• **Task description**:
Across all of the records below, determine the number of lines containing the string "SkinningMatrices"; reply with that number only.

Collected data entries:
────────

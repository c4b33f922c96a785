use axum::{
    body::Body,
    extract::Request,
    http::{header, HeaderValue, StatusCode},
    middleware::Next,
    response::{IntoResponse, Response},
};
use base64::prelude::*;
use std::sync::Arc;
use tower_http::cors::{AllowOrigin, Any, CorsLayer};
use tower_http::request_id::{MakeRequestId, RequestId};
use tracing::Span;
use uuid::Uuid;

/// Request ID generator using UUID v7 (time-ordered)
#[derive(Clone, Copy)]
pub struct MakeRequestUuid;

impl MakeRequestId for MakeRequestUuid {
    fn make_request_id<B>(&mut self, _request: &axum::http::Request<B>) -> Option<RequestId> {
        let id = Uuid::now_v7().to_string();
        HeaderValue::from_str(&id).ok().map(RequestId::new)
    }
}

/// MakeSpan that tags every request span with the request id and the
/// configured log prefix
#[derive(Clone, Debug)]
pub struct MakeSpanWithRequestId {
    prefix: Arc<str>,
}

impl MakeSpanWithRequestId {
    pub fn new(prefix: &str) -> Self {
        Self {
            prefix: Arc::from(prefix),
        }
    }
}

impl<B> tower_http::trace::MakeSpan<B> for MakeSpanWithRequestId {
    fn make_span(&mut self, request: &axum::http::Request<B>) -> Span {
        let request_id = request
            .headers()
            .get("x-request-id")
            .and_then(|v| v.to_str().ok())
            .unwrap_or("-");

        tracing::info_span!(
            "request",
            app = %self.prefix,
            method = %request.method(),
            uri = %request.uri(),
            request_id = %request_id,
        )
    }
}

pub fn cors_layer(allowed_origins: Vec<String>) -> CorsLayer {
    let cors = CorsLayer::new().allow_methods(Any).allow_headers(Any);

    if allowed_origins.iter().any(|o| o == "*") {
        cors.allow_origin(Any)
    } else {
        let origins: Vec<HeaderValue> = allowed_origins
            .iter()
            .filter_map(|o| o.parse().ok())
            .collect();
        cors.allow_origin(AllowOrigin::list(origins))
    }
}

/// Basic auth guard for the Swagger UI.
///
/// `valid_credentials` is the expected "username:password" pair.
pub fn basic_auth_middleware(
    valid_credentials: Arc<String>,
) -> impl Fn(
    Request,
    Next,
)
    -> std::pin::Pin<Box<dyn std::future::Future<Output = Response> + Send>>
       + Clone {
    move |req: Request, next: Next| {
        let credentials = valid_credentials.clone();
        Box::pin(async move {
            let authorized = req
                .headers()
                .get(header::AUTHORIZATION)
                .and_then(|h| h.to_str().ok())
                .and_then(|h| h.strip_prefix("Basic "))
                .and_then(|encoded| BASE64_STANDARD.decode(encoded).ok())
                .and_then(|decoded| String::from_utf8(decoded).ok())
                .is_some_and(|creds| creds == *credentials);

            if authorized {
                return next.run(req).await;
            }

            (
                StatusCode::UNAUTHORIZED,
                [(header::WWW_AUTHENTICATE, "Basic realm=\"Swagger UI\"")],
                Body::from("Unauthorized"),
            )
                .into_response()
        })
    }
}

#[cfg(test)]
mod tests {
    use super::*;
    use axum::{routing::get, Router};
    use axum_test::TestServer;

    fn guarded() -> Router {
        Router::new()
            .route("/docs", get(|| async { "docs" }))
            .layer(axum::middleware::from_fn(basic_auth_middleware(Arc::new(
                "admin:secret".to_string(),
            ))))
    }

    #[tokio::test]
    async fn test_basic_auth_rejects_missing_credentials() {
        let server = TestServer::new(guarded()).unwrap();
        let response = server.get("/docs").await;
        response.assert_status(StatusCode::UNAUTHORIZED);
    }

    #[tokio::test]
    async fn test_basic_auth_accepts_valid_credentials() {
        let server = TestServer::new(guarded()).unwrap();
        let encoded = BASE64_STANDARD.encode("admin:secret");
        let response = server
            .get("/docs")
            .add_header(
                header::AUTHORIZATION,
                HeaderValue::from_str(&format!("Basic {}", encoded)).unwrap(),
            )
            .await;
        response.assert_status_ok();
        response.assert_text("docs");
    }

    #[test]
    fn test_request_id_is_generated() {
        let request = axum::http::Request::new(());
        let id = MakeRequestUuid.make_request_id(&request);
        assert!(id.is_some());
    }
}
//! Storage module for file management
//!
//! Provides the object-store seam used by the files feature and its
//! Cloudflare R2 implementation.

mod object_store;
mod r2_client;

pub use object_store::{ObjectStore, ObjectSummary};
pub use r2_client::R2Client;
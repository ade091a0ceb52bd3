//! Recommend using with
//! `RUSTFLAGS="-C target-cpu=x86-64-v2" cargo bench`
//! and that end users compile their applications in this way. That enables
//! SSE4.2 support which should be a safe default for the matrix heavy pose
//! evaluation.
//!
//! The chain skeleton is deeper than most real characters so traversal cost
//! dominates over setup.

use armature::{
    animation::{
        pose::{self, PoseInput},
        sampler, Animation, Channel, ClipBuilder, Interpolation,
    },
    skeleton::{JointDesc, Skeleton, SkeletonBuilder},
    skin, SkinningMatrices,
};
use criterion::{black_box, criterion_group, criterion_main, Criterion};
use nalgebra_glm as glm;

const COUNT: usize = 100;
const MUL: f32 = 1.0_f32 / (COUNT as f32);
const JOINTS: usize = 64;
const KEYS: usize = 30;

fn chain() -> Skeleton {
    let mut builder = SkeletonBuilder::new("chain");
    for i in 0..JOINTS {
        let parent = i.checked_sub(1);
        builder.push(
            JointDesc::new(format!("joint{i}"), parent)
                .translation(glm::vec3(0.0, 0.25, 0.0)),
        );
    }
    builder.build().unwrap()
}

fn key_times() -> Vec<f32> {
    (0..KEYS).map(|i| i as f32 / 30.0).collect()
}

fn wave(skeleton: &Skeleton, name: &str, amount: f32) -> Animation {
    let times = key_times();
    let mut clip = ClipBuilder::new(name);
    for joint in skeleton.joints() {
        let rotations = times
            .iter()
            .map(|t| {
                glm::quat_angle_axis(
                    (t * 6.0).sin() * amount,
                    &glm::vec3(0.0, 0.0, 1.0),
                )
            })
            .collect();
        let channel =
            Channel::new(Interpolation::Linear, times.clone(), rotations)
                .unwrap();
        clip = clip.rotation(&joint.name, channel);
    }
    clip.fill_bind_pose().build(skeleton).unwrap()
}

fn evaluate_single(c: &mut Criterion) {
    let skeleton = chain();
    let clip = wave(&skeleton, "sway", 0.2);
    let mut world = SkinningMatrices::with_count(JOINTS);
    let input = black_box(PoseInput::Single {
        clip: &clip,
        time: 0.37,
    });

    c.bench_function(
        "evaluate single", //
        |b| b.iter(|| pose::evaluate(&skeleton, &input, &mut world)),
    );
}

fn evaluate_blend(c: &mut Criterion) {
    let skeleton = chain();
    let from = wave(&skeleton, "sway", 0.2);
    let to = wave(&skeleton, "thrash", 0.9);
    let mut world = SkinningMatrices::with_count(JOINTS);
    let input = black_box(PoseInput::Blend {
        from: &from,
        from_time: 0.37,
        to: &to,
        to_time: 0.81,
        factor: 0.4,
    });

    c.bench_function(
        "evaluate blend", //
        |b| b.iter(|| pose::evaluate(&skeleton, &input, &mut world)),
    );
}

fn export_palette(c: &mut Criterion) {
    let skeleton = chain();
    let mut world = SkinningMatrices::new();
    pose::bind_pose(&skeleton, &mut world).unwrap();
    let mut palette = SkinningMatrices::new();

    c.bench_function(
        "export palette", //
        |b| b.iter(|| skin::export(&skeleton, &world, &mut palette)),
    );
}

fn slerp(c: &mut Criterion) {
    let q1 = black_box(glm::quat_angle_axis(
        0.376_f32,
        &glm::vec3(0.0_f32, 0.0_f32, 1.0_f32),
    ));
    let q2 = black_box(glm::quat_angle_axis(
        2.512_f32,
        &glm::vec3(0.0_f32, 1.0_f32, 0.0_f32),
    ));
    c.bench_function(
        "slerp", //
        |b| {
            b.iter(|| {
                for i in 0..=COUNT {
                    let _ = sampler::slerp(&q1, &q2, (i as f32) * MUL);
                }
            })
        },
    );
}

fn find_bracket(c: &mut Criterion) {
    let times = black_box(key_times());
    let last = times[KEYS - 1];
    c.bench_function(
        "find bracket", //
        |b| {
            b.iter(|| {
                for i in 0..=COUNT {
                    let _ = sampler::find_bracket(
                        &times,
                        (i as f32) * MUL * last,
                    );
                }
            })
        },
    );
}

criterion_group!(
    benches,
    evaluate_single,
    evaluate_blend,
    export_palette,
    slerp,
    find_bracket
);
criterion_main!(benches);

────────

• **Answer below**:
5